Duncan picked up another canvas. “How about this one?”

He had painted it from a photo Benjamin’s mother took years before on a family trip to Yellowstone. Their car had broken down and they were obliged to camp by the highway, while hundreds of more affluent families motored by, staring straight and uncaringly ahead. In the picture Benjamin’s father toiled beneath the hood of his battered sixty-three Chevy wagon. Benjamin’s grandfather sat in the dirt next to the car, a frayed and faded cavalry hat on his head and a half empty bottle of Jack Daniels in his hand, staring at the camera with a despair as long as the continental divide, wrinkles like dusty rivers running down his withered face, a cigar wedged between cracked, tired lips. If hope were gold, the old man’s eyes were as bereft of it as were the mountains behind them, and the only one who did not know it was Benjamin. Seven years old, he sat with his hands on the wheel, grinning like hell as he pretended to drive. The sun behind him painted the clouds above the Tetons in pastels of orange and violet. Benjamin’s grandfather had complained of vertigo after the sun set. Benjamin’s father, thinking him drunk, ignored him. Benjamin fell asleep in his grandfather’s arms. When help arrived with the dawn, the old man was cold as the Chevy’s engine, and they were required to pry his stiff arms from the crying boy with a crow bar in order to set him free.

“It won’t sell,” Benjamin said. “The white man likes his savages, not unlike his women, on black velvet. This is too depressing.”

“It’s the best thing I’ve ever done.”

Benjamin sighed and tossed the painting in the truck bed. He got in behind the wheel, rolled his window down, and leaned out.

“I’ll see what I can do,” he said as he pulled away. “But don’t get your hopes up. And happy damn birthday!”

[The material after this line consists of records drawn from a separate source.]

use crate::MineError;
use crate::config::RetryPolicy;
use std::future::Future;
use tracing::{error, warn};

/// Runs `op` until it succeeds, fails with a non-retryable error, or the
/// policy's retry budget is spent. The last error is returned on exhaustion.
pub async fn retry_async<T, F, Fut>(label: &str, policy: RetryPolicy, mut op: F) -> Result<T, MineError>
where
    F: FnMut() -> Fut,
    Fut: Future<Output = Result<T, MineError>>,
{
    let mut attempt = 0;
    loop {
        match op().await {
            Ok(value) => return Ok(value),
            Err(e) if e.is_retryable() && attempt < policy.max_retries => {
                attempt += 1;
                warn!(%label, attempt, max = policy.max_retries, error = %e, "retrying");
                tokio::time::sleep(policy.delay).await;
            }
            Err(e) => {
                if e.is_retryable() {
                    error!(%label, attempts = attempt + 1, error = %e, "retry budget exhausted");
                }
                return Err(e);
            }
        }
    }
}

/// Blocking twin of [`retry_async`] for code running on blocking threads.
pub fn retry_blocking<T, F>(label: &str, policy: RetryPolicy, mut op: F) -> Result<T, MineError>
where
    F: FnMut() -> Result<T, MineError>,
{
    let mut attempt = 0;
    loop {
        match op() {
            Ok(value) => return Ok(value),
            Err(e) if e.is_retryable() && attempt < policy.max_retries => {
                attempt += 1;
                warn!(%label, attempt, max = policy.max_retries, error = %e, "retrying");
                std::thread::sleep(policy.delay);
            }
            Err(e) => {
                if e.is_retryable() {
                    error!(%label, attempts = attempt + 1, error = %e, "retry budget exhausted");
                }
                return Err(e);
            }
        }
    }
}
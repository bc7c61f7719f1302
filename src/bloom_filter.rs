use crate::config::DEFAULT_FALSE_POSITIVE_RATE;
use crate::matcher::MatcherLike;
use crate::splitter::Splitter;
use crate::term::Term;
use bloomfilter::Bloom;
use tracing::warn;

/// Token-level pre-filter in front of the exact matcher. A `false` from
/// [`MatcherLike::has_match`] means no term token occurs in the text; a
/// `true` may be a false positive at roughly the configured rate. Terms with
/// no indexable token (all tokens shorter than `MIN_TOKEN_LENGTH`) cannot be
/// ruled out, so their presence makes every text pass.
pub struct TokenPreFilter {
    bloom: Bloom<str>,
    splitter: Splitter,
    token_count: usize,
    unindexed_terms: usize,
    false_positive_rate: f64,
}

impl TokenPreFilter {
    pub fn from_terms(terms: &[Term]) -> Self {
        Self::with_fp_rate(terms, DEFAULT_FALSE_POSITIVE_RATE)
    }

    pub fn with_fp_rate(terms: &[Term], false_positive_rate: f64) -> Self {
        let splitter = Splitter::new();
        let mut tokens: Vec<String> = Vec::new();
        let mut unindexed_terms = 0;
        for term in terms.iter().filter(|t| !t.value.is_empty()) {
            let vocabulary = splitter.vocabulary(&term.value);
            if vocabulary.is_empty() {
                unindexed_terms += 1;
            }
            tokens.extend(vocabulary);
        }
        if unindexed_terms > 0 {
            warn!(unindexed_terms, "terms without indexable tokens, pre-filter passes every page");
        }
        // Bloom sizing panics on zero items.
        let mut bloom = Bloom::new_for_fp_rate(tokens.len().max(1), false_positive_rate);
        for token in &tokens {
            bloom.set(token.as_str());
        }
        Self {
            bloom,
            splitter,
            token_count: tokens.len(),
            unindexed_terms,
            false_positive_rate,
        }
    }

    /// Number of term tokens inserted (duplicates across terms counted once per term).
    pub fn token_count(&self) -> usize {
        self.token_count
    }

    /// Terms the bloom filter holds nothing for.
    pub fn unindexed_terms(&self) -> usize {
        self.unindexed_terms
    }

    pub fn false_positive_rate(&self) -> f64 {
        self.false_positive_rate
    }

    pub fn contains_token(&self, token: &str) -> bool {
        self.bloom.check(token)
    }
}

impl MatcherLike for TokenPreFilter {
    fn has_match(&self, text: &str) -> bool {
        if self.unindexed_terms > 0 {
            return true;
        }
        if self.token_count == 0 {
            return false;
        }
        self.splitter.tokens(text).any(|token| self.bloom.check(token))
    }
}
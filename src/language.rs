use crate::MineError;
use crate::splitter::Splitter;
use rustc_hash::FxHashMap;

/// Language identification: is `text` written in one of `codes`?
pub trait LanguageFilterLike: Send + Sync {
    fn is_in_language(&self, text: &str, codes: &[String]) -> Result<bool, MineError>;
}

const STOPWORDS: &[(&str, &[&str])] = &[
    ("en", &["the", "and", "that", "have", "for", "not", "with", "you", "this", "but", "his", "from", "they", "was", "are", "were", "which", "their", "there", "been"]),
    ("de", &["der", "die", "und", "das", "nicht", "ist", "ich", "sie", "mit", "den", "auf", "ein", "eine", "sich", "dem", "auch", "wird", "oder", "noch", "wie"]),
    ("fr", &["les", "des", "est", "une", "pas", "que", "pour", "dans", "qui", "sur", "avec", "sont", "mais", "ont", "aux", "cette", "nous", "vous", "elle", "leur"]),
    ("es", &["los", "las", "del", "que", "por", "una", "con", "para", "como", "más", "pero", "sus", "esta", "este", "son", "entre", "cuando", "muy", "sin", "sobre"]),
    ("it", &["che", "per", "non", "una", "della", "con", "sono", "del", "gli", "alla", "come", "anche", "più", "questo", "nel", "dei", "delle", "suo", "loro", "essere"]),
    ("nl", &["het", "een", "van", "niet", "dat", "zijn", "voor", "met", "ook", "maar", "wordt", "bij", "naar", "door", "worden", "deze", "werd", "uit", "wel", "geen"]),
    ("pt", &["que", "não", "uma", "para", "com", "por", "mais", "dos", "como", "mas", "foi", "ele", "das", "tem", "seu", "sua", "ser", "quando", "muito", "são"]),
];

/// Guesses the language by which stopword list covers the most tokens.
/// Texts with too few recognisable tokens are reported as undetectable.
pub struct StopwordLanguageFilter {
    lists: Vec<(&'static str, Vec<&'static str>)>,
    splitter: Splitter,
    min_hits: usize,
}

impl StopwordLanguageFilter {
    pub fn new() -> Self {
        Self {
            lists: STOPWORDS.iter().map(|(code, words)| (*code, words.to_vec())).collect(),
            splitter: Splitter::new(),
            min_hits: 3,
        }
    }

    pub fn supported_codes(&self) -> Vec<&'static str> {
        self.lists.iter().map(|(code, _)| *code).collect()
    }

    /// The best-scoring language code, or an error when nothing recognisable
    /// appears in the text.
    pub fn detect(&self, text: &str) -> Result<&'static str, MineError> {
        let lowered = text.to_lowercase();
        let mut counts: FxHashMap<&str, usize> = FxHashMap::default();
        for token in self.splitter.tokens(&lowered) {
            for (code, words) in &self.lists {
                if words.iter().any(|w| *w == token) {
                    *counts.entry(*code).or_insert(0) += 1;
                }
            }
        }
        let best = self
            .lists
            .iter()
            .map(|(code, _)| (*code, counts.get(code).copied().unwrap_or(0)))
            .max_by_key(|(_, hits)| *hits);
        match best {
            Some((code, hits)) if hits >= self.min_hits => Ok(code),
            _ => Err(MineError::Other("language not detectable".to_string())),
        }
    }
}

impl Default for StopwordLanguageFilter {
    fn default() -> Self {
        Self::new()
    }
}

impl LanguageFilterLike for StopwordLanguageFilter {
    fn is_in_language(&self, text: &str, codes: &[String]) -> Result<bool, MineError> {
        let code = self.detect(text)?;
        Ok(codes.iter().any(|c| c.eq_ignore_ascii_case(code)))
    }
}

#[cfg(test)]
mod tests {
    use super::*;

    fn codes(list: &[&str]) -> Vec<String> {
        list.iter().map(|c| c.to_string()).collect()
    }

    #[test]
    fn test_detects_english_and_german() {
        let filter = StopwordLanguageFilter::new();
        let en = "The kernel was written by Linus and that is not the end of the story, but they were right.";
        let de = "Der Kernel wurde von Linus geschrieben und das ist nicht das Ende, sie sind auch mit dem Team.";
        assert_eq!(filter.detect(en).unwrap(), "en");
        assert_eq!(filter.detect(de).unwrap(), "de");
    }

    #[test]
    fn test_is_in_language_checks_requested_codes() {
        let filter = StopwordLanguageFilter::new();
        let en = "This is the story of the kernel and the people that have worked with it for years.";
        assert!(filter.is_in_language(en, &codes(&["EN", "de"])).unwrap());
        assert!(!filter.is_in_language(en, &codes(&["fr"])).unwrap());
    }

    #[test]
    fn test_undetectable_text_is_an_error() {
        let filter = StopwordLanguageFilter::new();
        assert!(filter.detect("12345 67890 !!!").is_err());
        assert!(filter.is_in_language("", &codes(&["en"])).is_err());
    }
}
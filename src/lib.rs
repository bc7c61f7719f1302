pub mod archive_cache;
pub mod bloom_filter;
pub mod config;
pub mod digester;
pub mod downloader;
pub mod error;
pub mod heuristic;
pub mod language;
pub mod matcher;
pub mod page;
pub mod pending;
pub mod populate;
#[cfg(feature = "distributed")]
pub mod postgres_queue;
pub mod prefix_tree;
pub mod queue;
pub mod retry;
pub mod splitter;
pub mod store;
pub mod telemetry;
pub mod term;
pub mod warc;
pub mod worker;

pub use error::*;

Duncan sat on the redwood bench and looked west at the shriveling sun. A tender wind pushed the grass towards him in waves across the range, touching his face with a wet green smell of cattle. The sun scattered a deep red through atmospheric dust until it was too dark to see anything but stars like distant candles above Wyoming and headlights on the highway. He waited there in the dark until he saw Fiona’s Lincoln head down the drive and pass through the gate. He collected his paints and brushes and folded his easel. He headed for home, wondering as he walked what he would tell Fiona come Monday.

     

Duncan found a box wrapped in gold paper on his bed when he went to his room to put his easel and paints away. An envelope was slipped beneath the ribbon
. Waited until two,
the card inside read,
Happy Birthday, Tiffy
. He had forgotten that she was coming over. He picked up the phone and dialed. After seven rings he hung up and opened the box. The boots inside were soft and well tooled and smelled of olives. The tags said
Made in Italy
. Duncan laughed. Leave it to Tiffy to buy Italian cowboy boots. He took off his old boots and dropped them in the trash. The new boots fit his feet like twin Lamborghinis. Duncan had never been in a Lamborghini, but he imagined it would fit something like the boots. He took his new footwear on a test walk to the kitchen. He grabbed a cold beer and settled at the table.